Et pour l’avenir, la Suisse devrait selon lui créer une seule unité de forces spéciales, qui réunisse sous un même toit les différents commandos d’élite. Simplement parce que le pays «n’a pas les moyens» de s’offrir plus.
«Si M. Maurer ou Mme Widmer-Schlumpf [ministre de Justice et Police] ne se mettent pas d’accord pour créer une unité unique, j’ai le sentiment qu’il y aura de fortes pressions pour dissoudre le DRA 10», conclut Albert Stahel.
Simon Bradley, swissinfo.ch
(Traduction et adaptation de l’anglais: Marc-André Miserez)
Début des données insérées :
//! Reversi-Rust: play Reversi against Minimax or MCTS.
//!
//! ## Usage
//!
//! - `reversi-rust` - Show a demo
//! - `reversi-rust play` - Play against an engine on the terminal
//! - `reversi-rust selfplay` - Watch two engines play each other
//! - `reversi-rust demo` - Run the demo

use std::io;

use anyhow::Result;
use clap::{Args, Parser, Subcommand, ValueEnum};
use flexi_logger::Logger;

use reversi_rust::board::{Board, Player, str_coord};
use reversi_rust::constants::{DEFAULT_DEPTH, DEFAULT_ITERATIONS, DEFAULT_SIZE, MAX_SIZE, MIN_SIZE};
use reversi_rust::engine::Engine;
use reversi_rust::game::{Game, Seat, play_out};
use reversi_rust::mcts::MctsEngine;
use reversi_rust::minimax::MinimaxEngine;

/// Reversi-Rust: Reversi with Minimax and MCTS engines
#[derive(Parser)]
#[command(name = "reversi-rust")]
#[command(author, version, about, long_about = None)]
struct Cli {
    #[command(subcommand)]
    command: Option<Commands>,
}

#[derive(Subcommand)]
enum Commands {
    /// Play against an engine, entering moves like D3
    Play {
        /// Your colour
        #[arg(long, value_enum, default_value_t = Color::Black)]
        color: Color,
        /// Engine to play against
        #[arg(long, value_enum, default_value_t = EngineKind::Minimax)]
        engine: EngineKind,
        #[command(flatten)]
        search: SearchArgs,
    },
    /// Let two engines play each other
    Selfplay {
        #[arg(long, value_enum, default_value_t = EngineKind::Minimax)]
        black: EngineKind,
        #[arg(long, value_enum, default_value_t = EngineKind::Mcts)]
        white: EngineKind,
        #[command(flatten)]
        search: SearchArgs,
    },
    /// Run a short demo of both engines
    Demo,
}

#[derive(Args)]
struct SearchArgs {
    /// Minimax search depth
    #[arg(long, default_value_t = DEFAULT_DEPTH)]
    depth: u32,
    /// MCTS iterations per move
    #[arg(long, default_value_t = DEFAULT_ITERATIONS)]
    iterations: usize,
    /// Seed for MCTS (random if omitted)
    #[arg(long)]
    seed: Option<u64>,
    /// Board size (even, 4 to 26)
    #[arg(long, default_value_t = DEFAULT_SIZE)]
    size: usize,
}

#[derive(Copy, Clone, PartialEq, Eq, ValueEnum)]
enum Color {
    Black,
    White,
}

impl From<Color> for Player {
    fn from(color: Color) -> Self {
        match color {
            Color::Black => Player::Black,
            Color::White => Player::White,
        }
    }
}

#[derive(Copy, Clone, PartialEq, Eq, ValueEnum)]
enum EngineKind {
    Minimax,
    Mcts,
}

impl SearchArgs {
    fn engine(&self, kind: EngineKind, player: Player) -> Result<Box<dyn Engine>> {
        let engine: Box<dyn Engine> = match kind {
            EngineKind::Minimax => Box::new(MinimaxEngine::new(player, self.depth)),
            EngineKind::Mcts => {
                anyhow::ensure!(self.iterations > 0, "MCTS needs at least one iteration");
                let rng = match self.seed {
                    Some(seed) => fastrand::Rng::with_seed(seed),
                    None => fastrand::Rng::new(),
                };
                Box::new(MctsEngine::new(player, self.iterations, rng))
            }
        };
        Ok(engine)
    }

    fn board(&self) -> Result<Board> {
        anyhow::ensure!(
            (MIN_SIZE..=MAX_SIZE).contains(&self.size) && self.size % 2 == 0,
            "board size must be even and between {MIN_SIZE} and {MAX_SIZE}, got {}",
            self.size
        );
        Ok(Board::new(self.size))
    }
}

fn main() -> Result<()> {
    let cli = Cli::parse();

    Logger::try_with_env_or_str("warn")?.start()?;

    match cli.command {
        Some(Commands::Play {
            color,
            engine,
            search,
        }) => {
            let human = Player::from(color);
            let opponent = Seat::Engine(search.engine(engine, human.opponent())?);
            let (black, white) = match human {
                Player::Black => (Seat::Human, opponent),
                Player::White => (opponent, Seat::Human),
            };
            let mut game = Game::new(search.board()?, black, white)?;
            println!("Welcome to Reversi! X is Black, O is White.");
            game.run(io::stdin().lock(), io::stdout())?;
        }
        Some(Commands::Selfplay {
            black,
            white,
            search,
        }) => {
            let mut game = Game::new(
                search.board()?,
                Seat::Engine(search.engine(black, Player::Black)?),
                Seat::Engine(search.engine(white, Player::White)?),
            )?;
            game.run(io::empty(), io::stdout())?;
        }
        Some(Commands::Demo) | None => run_demo(),
    }

    Ok(())
}

fn run_demo() {
    println!("Reversi-Rust: Minimax and MCTS Reversi engines\n");

    // Demo 1: Opening move
    println!("=== Opening ===");
    let mut board = Board::default();
    println!("{board}");
    board.make_move(2, 3, Player::Black);
    println!("Black plays D3:\n{board}");

    // Demo 2: Both engines answer
    println!("=== Engine replies ===");
    let mut minimax = MinimaxEngine::new(Player::White, 3);
    if let Some(mv) = minimax.get_move(&board) {
        println!(
            "Minimax (depth {}): {} after {} evaluations",
            minimax.depth(),
            str_coord(mv),
            minimax.evaluations()
        );
    }
    let mut mcts = MctsEngine::with_seed(Player::White, 200, 1);
    let tree = mcts.search(&board);
    if let Some(mv) = tree.best_move() {
        println!(
            "MCTS ({} iterations, {} nodes): {} root winrate {:.1}%",
            mcts.iterations(),
            tree.node_count(),
            str_coord(mv),
            tree.root().winrate() * 100.0
        );
    }

    // Demo 3: A quick game on a small board
    println!("\n=== 6x6 game: Minimax vs MCTS ===");
    let mut black = MinimaxEngine::new(Player::Black, 2);
    let mut white = MctsEngine::with_seed(Player::White, 100, 2);
    let end = play_out(Board::new(6), &mut black, &mut white);
    let (b, w) = end.count_pieces();
    println!("{end}Black {b} - White {w}: {}", end.winner());
}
Depuis le 1er août 2007, la Suisse, plutôt connue pour son armée de milice et pour sa neutralité, dispose de sa première unité d’élite de forces spéciales, dénommée DRA 10 (Détachement de reconnaissance de l’armée 10), basé au Tessin et formé de 40 soldats professionnels.
Ses missions sont de protéger les troupes et les citoyens suisses à l’étranger en cas de menace, de sauver et de rapatrier les Suisses pris dans des situations de crise hors des frontières et de réunir les renseignements-clés relatifs à ces opérations.
L’entraînement des membres du DRA 10 dure 18 mois, à comparer avec les 25 semaines des grenadiers et les 43 semaines des parachutistes. Le budget de l’unité est de 16 millions de francs suisses par année.
La Suisse dispose d’une armée importante et bien entraînée, mais le pays n’a plus été engagé dans une guerre depuis 1815. En 1989, une initiative populaire du Groupe pour une Suisse sans armée amène plus de 35% des citoyens à voter pour son abolition. Depuis, l’armée suisse est en réforme perpétuelle. Ses effectifs et ses missions font l’objet de débats incessants.
Actuellement, tous les hommes du pays sont en principe astreints au service militaire dès l’âge de 19 ans, avec des cours de répétition réguliers au moins jusqu’à 30 ans.